Compartilhar essa informação com colegas que também estão sendo desligados é outra forma de multiplicar o conhecimento sobre o prazo para pagamento da rescisão, ajudando outras pessoas a não caírem no mesmo problema enfrentado por Roberto.

Perguntas frequentes

Qual é o prazo para pagamento da rescisão?

O prazo é de dez dias corridos, contados a partir do término do contrato de trabalho, conforme o artigo 477 da CLT.

O prazo de dez dias conta em dias úteis ou corridos?

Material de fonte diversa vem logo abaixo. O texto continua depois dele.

use std::collections::{BTreeSet, HashMap};
use std::sync::{Arc, RwLock, RwLockReadGuard, RwLockWriteGuard};
use std::time::Duration;

use super::r#trait::{OrderedStore, StoreError};

/// One sorted set: members unique, ordered by `(score, member)`.
#[derive(Debug, Default)]
struct SortedSet {
    scores: HashMap<Vec<u8>, i64>,
    ordered: BTreeSet<(i64, Vec<u8>)>,
}

impl SortedSet {
    fn insert_if_absent(&mut self, score: i64, member: &[u8]) -> bool {
        if self.scores.contains_key(member) {
            return false;
        }
        self.scores.insert(member.to_vec(), score);
        self.ordered.insert((score, member.to_vec()));
        true
    }

    fn remove(&mut self, member: &[u8]) -> bool {
        match self.scores.remove(member) {
            Some(score) => self.ordered.remove(&(score, member.to_vec())),
            None => false,
        }
    }

    fn range(&self, min: Option<i64>, max: i64) -> Vec<Vec<u8>> {
        if min.is_some_and(|min| min > max) {
            return Vec::new();
        }
        // The empty member sorts first among equal scores.
        let start = (min.unwrap_or(i64::MIN), Vec::new());
        self.ordered
            .range(start..)
            .take_while(|(score, _)| *score <= max)
            .map(|(_, member)| member.clone())
            .collect()
    }
}

/// In-memory ordered store.
///
/// Intended for tests/dev. Deadlines are ignored: every call completes
/// without IO.
#[derive(Debug, Default)]
pub struct InMemoryOrderedStore {
    sets: RwLock<HashMap<String, SortedSet>>,
}

impl InMemoryOrderedStore {
    pub fn new() -> Self {
        Self::default()
    }

    pub fn arc() -> Arc<Self> {
        Arc::new(Self::new())
    }

    /// Number of members under `key`.
    pub fn len(&self, key: &str) -> usize {
        self.read()
            .map(|sets| sets.get(key).map_or(0, |set| set.scores.len()))
            .unwrap_or(0)
    }

    pub fn is_empty(&self, key: &str) -> bool {
        self.len(key) == 0
    }

    /// Score of `member` under `key`, if present.
    pub fn score(&self, key: &str, member: &[u8]) -> Option<i64> {
        self.read()
            .ok()?
            .get(key)
            .and_then(|set| set.scores.get(member).copied())
    }

    fn read(&self) -> Result<RwLockReadGuard<'_, HashMap<String, SortedSet>>, StoreError> {
        self.sets
            .read()
            .map_err(|_| StoreError::Command("in-memory store lock poisoned".to_string()))
    }

    fn write(&self) -> Result<RwLockWriteGuard<'_, HashMap<String, SortedSet>>, StoreError> {
        self.sets
            .write()
            .map_err(|_| StoreError::Command("in-memory store lock poisoned".to_string()))
    }
}

impl OrderedStore for InMemoryOrderedStore {
    fn add_if_absent(
        &self,
        key: &str,
        score: i64,
        member: &[u8],
        _timeout: Duration,
    ) -> Result<bool, StoreError> {
        let mut sets = self.write()?;
        Ok(sets
            .entry(key.to_string())
            .or_default()
            .insert_if_absent(score, member))
    }

    fn range_by_score(
        &self,
        key: &str,
        min: Option<i64>,
        max: i64,
        _timeout: Duration,
    ) -> Result<Vec<Vec<u8>>, StoreError> {
        let sets = self.read()?;
        Ok(sets.get(key).map(|set| set.range(min, max)).unwrap_or_default())
    }

    fn remove(&self, key: &str, members: &[Vec<u8>], _timeout: Duration) -> Result<u64, StoreError> {
        if members.is_empty() {
            return Ok(0);
        }

        let mut sets = self.write()?;
        let Some(set) = sets.get_mut(key) else {
            return Ok(0);
        };

        let removed = members.iter().filter(|m| set.remove(m)).count() as u64;
        if set.scores.is_empty() {
            sets.remove(key);
        }
        Ok(removed)
    }

    fn members(&self, key: &str, _timeout: Duration) -> Result<Vec<Vec<u8>>, StoreError> {
        let sets = self.read()?;
        Ok(sets
            .get(key)
            .map(|set| set.ordered.iter().map(|(_, m)| m.clone()).collect())
            .unwrap_or_default())
    }
}

#[cfg(test)]
mod tests {
    use super::*;

    const KEY: &str = "test";
    const T: Duration = Duration::from_secs(1);

    #[test]
    fn add_is_conditional_on_exact_member() {
        let store = InMemoryOrderedStore::new();

        assert!(store.add_if_absent(KEY, 10, b"a", T).unwrap());
        assert!(!store.add_if_absent(KEY, 20, b"a", T).unwrap());

        // The first score is kept (NX never updates).
        assert_eq!(store.score(KEY, b"a"), Some(10));
        assert_eq!(store.len(KEY), 1);
    }

    #[test]
    fn range_is_inclusive_and_ordered() {
        let store = InMemoryOrderedStore::new();
        store.add_if_absent(KEY, 30, b"c", T).unwrap();
        store.add_if_absent(KEY, 10, b"a", T).unwrap();
        store.add_if_absent(KEY, 20, b"b", T).unwrap();
        store.add_if_absent(KEY, 20, b"bb", T).unwrap();

        assert_eq!(
            store.range_by_score(KEY, None, 20, T).unwrap(),
            vec![b"a".to_vec(), b"b".to_vec(), b"bb".to_vec()]
        );
        assert_eq!(
            store.range_by_score(KEY, Some(20), 30, T).unwrap(),
            vec![b"b".to_vec(), b"bb".to_vec(), b"c".to_vec()]
        );
        assert!(store.range_by_score(KEY, None, 9, T).unwrap().is_empty());
    }

    #[test]
    fn range_bounds_include_edge_members() {
        let store = InMemoryOrderedStore::new();
        store.add_if_absent(KEY, i64::MIN, b"oldest", T).unwrap();
        store.add_if_absent(KEY, 5, b"", T).unwrap();
        store.add_if_absent(KEY, 5, b"five", T).unwrap();
        for score in 6..100 {
            store.add_if_absent(KEY, score, format!("m{score}").as_bytes(), T).unwrap();
        }

        assert_eq!(
            store.range_by_score(KEY, Some(5), 5, T).unwrap(),
            vec![b"".to_vec(), b"five".to_vec()]
        );
        assert_eq!(
            store.range_by_score(KEY, None, i64::MIN, T).unwrap(),
            vec![b"oldest".to_vec()]
        );
        assert_eq!(store.range_by_score(KEY, Some(98), i64::MAX, T).unwrap().len(), 2);
        assert!(store.range_by_score(KEY, Some(50), 10, T).unwrap().is_empty());
    }

    #[test]
    fn remove_counts_only_present_members() {
        let store = InMemoryOrderedStore::new();
        store.add_if_absent(KEY, 1, b"a", T).unwrap();
        store.add_if_absent(KEY, 2, b"b", T).unwrap();

        let removed = store
            .remove(KEY, &[b"a".to_vec(), b"missing".to_vec()], T)
            .unwrap();
        assert_eq!(removed, 1);
        assert_eq!(store.members(KEY, T).unwrap(), vec![b"b".to_vec()]);

        assert_eq!(store.remove(KEY, &[], T).unwrap(), 0);
        assert_eq!(store.remove("other", &[b"b".to_vec()], T).unwrap(), 0);
    }

    #[test]
    fn keys_are_isolated() {
        let store = InMemoryOrderedStore::new();
        store.add_if_absent("one", 1, b"a", T).unwrap();

        assert!(store.members("two", T).unwrap().is_empty());
        assert!(store.add_if_absent("two", 1, b"a", T).unwrap());
        assert_eq!(store.len("one"), 1);
        assert_eq!(store.len("two"), 1);
    }
}
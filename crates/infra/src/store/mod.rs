//! Ordered (sorted-set) store boundary.
//!
//! The queue keeps every job as a member of a sorted set scored by its
//! scheduled time. This module defines the small slice of sorted-set behavior
//! the queue relies on, plus in-memory and Redis-backed implementations.

pub mod in_memory;
#[cfg(feature = "redis")]
pub mod redis;
pub mod r#trait;

pub use in_memory::InMemoryOrderedStore;
#[cfg(feature = "redis")]
pub use redis::RedisOrderedStore;
pub use r#trait::{OrderedStore, StoreError};
//! Handlers the worker installs when run standalone.

use delayq_core::Job;
use delayq_infra::tasks::{ExpiredJobHandler, HandlerError, JobHandler};

/// Logs each due job and acknowledges it.
#[derive(Debug, Default)]
pub struct LogJobHandler;

impl JobHandler for LogJobHandler {
    fn handle(&self, job: &Job) -> Result<(), HandlerError> {
        tracing::info!(
            job_id = %job.id,
            scheduled_at = %job.scheduled_at,
            payload = %String::from_utf8_lossy(&job.payload),
            "job due"
        );
        Ok(())
    }
}

/// Logs each job that missed its TTL.
#[derive(Debug, Default)]
pub struct LogExpiredHandler;

impl ExpiredJobHandler for LogExpiredHandler {
    fn handle_expired(&self, job: &Job) -> Result<(), HandlerError> {
        tracing::warn!(
            job_id = %job.id,
            scheduled_at = %job.scheduled_at,
            ttl_ms = job.ttl.as_millis() as u64,
            "job expired before it was handled"
        );
        Ok(())
    }
}
//! Job model error types.

use thiserror::Error;

/// Result type used across the job model.
pub type JobResult<T> = Result<T, JobError>;

/// Failure to move a job between its in-memory and stored forms.
#[derive(Debug, Error, Clone, PartialEq, Eq)]
pub enum JobError {
    /// The job could not be serialized.
    #[error("encode job failed: {0}")]
    Encode(String),

    /// The stored bytes are malformed or truncated.
    #[error("decode job failed: {0}")]
    Decode(String),
}

impl JobError {
    pub fn encode(msg: impl Into<String>) -> Self {
        Self::Encode(msg.into())
    }

    pub fn decode(msg: impl Into<String>) -> Self {
        Self::Decode(msg.into())
    }
}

Conta em dias corridos, incluindo sábados, domingos e feriados. Não há prorrogação automática para o próximo dia útil.

O que acontece se a empresa não pagar a rescisão dentro do prazo?

A empresa fica obrigada a pagar uma multa equivalente a um salário do trabalhador, além dos valores já devidos, com juros e correção monetária.

A multa por atraso vale para quem pediu demissão?

Sim. O prazo e a multa se aplicam também aos casos de pedido de demissão, e não apenas às dispensas feitas pela empresa.

Preciso comparecer à empresa para assinar algum documento antes de receber?

Em geral não é mais obrigatória a homologação sindical, mas a empresa pode solicitar a assinatura do termo de rescisão. Se o trabalhador não comparecer quando convocado, o prazo pode ser afetado.

Como sei se o valor da rescisão está correto?

O ideal é conferir cada verba separadamente: saldo de salário, aviso prévio, férias, décimo terceiro e FGTS. Em caso de dúvida, um advogado trabalhista pode revisar o cálculo.

Posso reclamar do atraso sem entrar com ação judicial?

Sim. Uma notificação formal à empresa costuma ser o primeiro passo e muitas vezes resolve a situação sem necessidade de processo.

Quanto tempo tenho para cobrar o atraso na Justiça do Trabalho?

O prazo prescricional para ações trabalhistas é de dois anos após o fim do contrato, podendo alcançar verbas dos últimos cinco anos de vínculo.

O atraso no pagamento da rescisão afeta o saque do FGTS?

Sim, porque a movimentação do FGTS costuma depender da entrega das guias pela empresa, o que também deve ocorrer dentro do prazo legal.

Vale a pena procurar um advogado logo no primeiro dia de atraso?

Vale, porque quanto antes a cobrança for formalizada, menor a chance de o atraso se prolongar e maior a organização das provas para uma eventual ação.